A Different Approach

"People get stuck in one way of thinking," McCullumsmith says. "I tell my patients, 'It's like you have blinders on that get narrower every week.'"

Up until fairly recently, “suicide has never been addressed as its own entity,” McCullumsmith explains. “People saw it as the end result of another condition, rather than as a separate phenomenon, but now we’re rethinking that.”

Depression is clearly a major risk factor, but it is not the only one, McCullumsmith says. “There are a lot of people who are very depressed but never suicidal, and a lot of people who are not that depressed but chronically suicidal, so there is more going on.”

One key component is the loss of cognitive flexibility. “People get stuck in one way of thinking,” McCullumsmith says. “I tell my patients, ‘It’s like you have blinders on that get narrower every week.’ Many of the people we see in the emergency room just can’t get these thoughts of suicide out of their heads, so they come in or their family members bring them in.”

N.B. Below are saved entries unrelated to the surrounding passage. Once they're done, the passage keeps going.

//! PulseCRM — customer segmentation and campaign-delivery backend.
//!
//! Composition root: loads configuration, constructs the broker and stores,
//! starts the queue consumers, and serves the REST API.

use clap::Parser;
use pulse_api::{ApiServer, AppState};
use pulse_broker::{InMemoryBroker, JetStreamBroker, MessageBroker};
use pulse_core::config::{AppConfig, BrokerMode};
use pulse_pipeline::{CampaignDispatcher, IngestionConsumer, ReceiptReconciler, SimulatedVendor};
use pulse_store::{
    CampaignStore, CommunicationLogStore, CustomerStore, InMemoryCampaignStore,
    InMemoryCommunicationLogStore, InMemoryCustomerStore, InMemorySegmentStore, SegmentStore,
};
use std::sync::Arc;
use std::time::Instant;
use tracing::{error, info};
use uuid::Uuid;

#[derive(Parser, Debug)]
#[command(name = "pulse-crm")]
#[command(about = "Customer segmentation and campaign delivery backend")]
#[command(version)]
struct Cli {
    /// Node identifier (overrides config)
    #[arg(long, env = "PULSE_CRM__NODE_ID")]
    node_id: Option<String>,

    /// HTTP port (overrides config)
    #[arg(long, env = "PULSE_CRM__API__HTTP_PORT")]
    http_port: Option<u16>,

    /// Skip queue consumers (API-only mode)
    #[arg(long, default_value_t = false)]
    api_only: bool,
}

#[tokio::main]
async fn main() -> anyhow::Result<()> {
    // Initialize tracing
    tracing_subscriber::fmt()
        .with_env_filter(
            tracing_subscriber::EnvFilter::try_from_default_env()
                .unwrap_or_else(|_| "pulse_crm=info,tower_http=info".into()),
        )
        .json()
        .init();

    let cli = Cli::parse();

    info!("PulseCRM starting up");

    let mut config = AppConfig::load().unwrap_or_else(|e| {
        tracing::warn!(error = %e, "Failed to load config, using defaults");
        AppConfig::default()
    });

    // Apply CLI overrides
    if let Some(node_id) = cli.node_id {
        config.node_id = node_id;
    }
    if let Some(port) = cli.http_port {
        config.api.http_port = port;
    }

    info!(
        node_id = %config.node_id,
        http_port = config.api.http_port,
        broker = ?config.broker.mode,
        "Configuration loaded"
    );

    // Broker: in-memory queues for single-node dev, JetStream for durability
    // across restarts.
    let broker: Arc<dyn MessageBroker> = match config.broker.mode {
        BrokerMode::Memory => Arc::new(InMemoryBroker::new()),
        BrokerMode::Jetstream => Arc::new(JetStreamBroker::connect(&config.nats).await?),
    };

    // Record stores. The document-store-backed implementations plug in here.
    let customers: Arc<dyn CustomerStore> = Arc::new(InMemoryCustomerStore::new());
    let segments: Arc<dyn SegmentStore> = Arc::new(InMemorySegmentStore::new());
    let campaigns: Arc<dyn CampaignStore> = Arc::new(InMemoryCampaignStore::new());
    let logs: Arc<dyn CommunicationLogStore> = Arc::new(InMemoryCommunicationLogStore::new());

    let vendor = Arc::new(SimulatedVendor::new(broker.clone(), config.vendor.clone()));
    let reconciler = Arc::new(ReceiptReconciler::new(campaigns.clone(), logs.clone()));

    // Queue consumers (unless API-only mode)
    if !cli.api_only {
        let max_attempts = config.broker.max_delivery_attempts;
        Arc::new(IngestionConsumer::new(customers.clone()))
            .start(broker.as_ref())
            .await?;
        Arc::new(CampaignDispatcher::new(
            customers.clone(),
            segments.clone(),
            campaigns.clone(),
            logs.clone(),
            vendor,
        ))
        .start(broker.as_ref(), max_attempts)
        .await?;
        reconciler
            .clone()
            .start(broker.as_ref(), max_attempts)
            .await?;
        info!("Queue consumers started");
    } else {
        info!("Running in API-only mode (no queue consumers)");
    }

    let state = AppState {
        broker,
        customers,
        segments,
        campaigns,
        logs,
        reconciler,
        system_user: Uuid::nil(),
        node_id: config.node_id.clone(),
        start_time: Instant::now(),
    };

    let api_server = ApiServer::new(config, state);

    if let Err(e) = api_server.start_metrics().await {
        error!(error = %e, "Failed to start metrics exporter");
    }

    info!("PulseCRM is ready to serve traffic");

    // Start HTTP server (blocks until shutdown)
    api_server.start_http().await?;

    Ok(())
}
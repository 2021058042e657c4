use thiserror::Error;

pub type PulseResult<T> = Result<T, PulseError>;

#[derive(Error, Debug)]
pub enum PulseError {
    #[error("Validation error: {0}")]
    Validation(String),

    #[error("{0} not found: {1}")]
    NotFound(&'static str, String),

    #[error("Broker error: {0}")]
    Broker(String),

    #[error("Store error: {0}")]
    Store(String),

    #[error("Vendor dispatch error: {0}")]
    Vendor(String),

    #[error("Serialization error: {0}")]
    Serialization(#[from] serde_json::Error),

    #[error("IO error: {0}")]
    Io(#[from] std::io::Error),

    #[error("Internal error: {0}")]
    Internal(#[from] anyhow::Error),
}

impl PulseError {
    /// Fatal errors cannot succeed on redelivery; consumers ack and drop
    /// the message instead of requeueing it.
    pub fn is_fatal(&self) -> bool {
        matches!(self, PulseError::NotFound(..) | PulseError::Validation(_))
    }
}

Another element is hopelessness, “which is separate from depression,” McCullumsmith says. “They often go together, but not always.” The financial crisis of the past several years has dramatically increased hopelessness, she says. “You lose your job, and it creates a crisis of hopelessness, along with a loss of cognitive flexibility and a rise in impulsivity.”

Preliminary data suggests that people who are impulsive are much more likely to have a suicide attempt. The connection did not emerge in previous suicide studies because they generally focus on “clean” patients—excluding people who have a history of using or abusing drugs and alcohol. “But both increase your impulsivity significantly,” McCullumsmith says. “And people who use alcohol and drugs have a significantly higher risk of suicide attempts.”

Disrupting the Cycle

Many people think that a person who attempts suicide and fails has “gotten it out of their system,” but in fact, “once you’ve made an attempt, you’re much more likely to have another attempt,” McCullumsmith says. “Suicide attempts get very repetitive; they put a groove into people’s thinking patterns.”

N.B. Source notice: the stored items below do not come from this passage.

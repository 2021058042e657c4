//! Shared REST plumbing: application state, the response envelope, and the
//! operational probe endpoints.

use axum::extract::State;
use axum::http::StatusCode;
use axum::response::IntoResponse;
use axum::Json;
use pulse_broker::MessageBroker;
use pulse_core::PulseError;
use pulse_pipeline::ReceiptReconciler;
use pulse_store::{CampaignStore, CommunicationLogStore, CustomerStore, SegmentStore};
use serde::{Deserialize, Serialize};
use serde_json::json;
use std::sync::Arc;
use std::time::Instant;
use tracing::error;
use uuid::Uuid;

/// Shared application state for REST handlers.
#[derive(Clone)]
pub struct AppState {
    pub broker: Arc<dyn MessageBroker>,
    pub customers: Arc<dyn CustomerStore>,
    pub segments: Arc<dyn SegmentStore>,
    pub campaigns: Arc<dyn CampaignStore>,
    pub logs: Arc<dyn CommunicationLogStore>,
    pub reconciler: Arc<ReceiptReconciler>,
    /// Acting user for created records until the auth collaborator is wired
    /// in front of this service.
    pub system_user: Uuid,
    pub node_id: String,
    pub start_time: Instant,
}

/// Success envelope: `{"success": true, "data": ...}`.
pub fn success<T: Serialize>(data: T) -> Json<serde_json::Value> {
    Json(json!({ "success": true, "data": data }))
}

/// Failure envelope carried by every error response. Internal details are
/// logged, never returned to the collaborator boundary.
#[derive(Debug)]
pub struct ApiError {
    pub status: StatusCode,
    pub message: String,
}

impl ApiError {
    pub fn bad_request(message: impl Into<String>) -> Self {
        metrics::counter!("api.validation_errors").increment(1);
        Self {
            status: StatusCode::BAD_REQUEST,
            message: message.into(),
        }
    }

    pub fn not_found(message: impl Into<String>) -> Self {
        Self {
            status: StatusCode::NOT_FOUND,
            message: message.into(),
        }
    }

    pub fn internal() -> Self {
        metrics::counter!("api.errors").increment(1);
        Self {
            status: StatusCode::INTERNAL_SERVER_ERROR,
            message: "Internal processing error".into(),
        }
    }
}

impl IntoResponse for ApiError {
    fn into_response(self) -> axum::response::Response {
        (
            self.status,
            Json(json!({ "success": false, "message": self.message })),
        )
            .into_response()
    }
}

impl From<PulseError> for ApiError {
    fn from(e: PulseError) -> Self {
        match e {
            PulseError::Validation(message) => ApiError::bad_request(message),
            PulseError::NotFound(kind, _) => ApiError::not_found(format!("{kind} not found")),
            other => {
                error!(error = %other, "Request failed");
                ApiError::internal()
            }
        }
    }
}

/// `?page=&limit=` listing parameters.
#[derive(Debug, Deserialize)]
pub struct PageQuery {
    #[serde(default = "default_page")]
    pub page: usize,
    #[serde(default = "default_limit")]
    pub limit: usize,
}

fn default_page() -> usize {
    1
}
fn default_limit() -> usize {
    10
}

/// GET /health — health check endpoint.
pub async fn health_check(State(state): State<AppState>) -> Json<serde_json::Value> {
    Json(json!({
        "status": "healthy",
        "node_id": state.node_id,
        "uptime_secs": state.start_time.elapsed().as_secs(),
    }))
}

/// GET /ready — readiness probe.
pub async fn readiness(State(state): State<AppState>) -> StatusCode {
    if state.start_time.elapsed().as_secs() > 0 {
        StatusCode::OK
    } else {
        StatusCode::SERVICE_UNAVAILABLE
    }
}

/// GET /live — liveness probe.
pub async fn liveness() -> StatusCode {
    StatusCode::OK
}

Many people dealing with suicidal thoughts don’t seek help, but it is possible to escape, McCullumsmith emphasizes. Cognitive behavioral therapy helps disrupt negative thought patterns. “Antidepressants help make your thoughts less sticky, too,” she says. “They free up your brain to other ways of thinking. The combination of therapy and medicine works very well, but it can take six to eight weeks to start working.”

That’s why the ketamine study has such potential, McCullumsmith says. “If we can give people a break from these thoughts and, get them feeling better, we think we can really help.”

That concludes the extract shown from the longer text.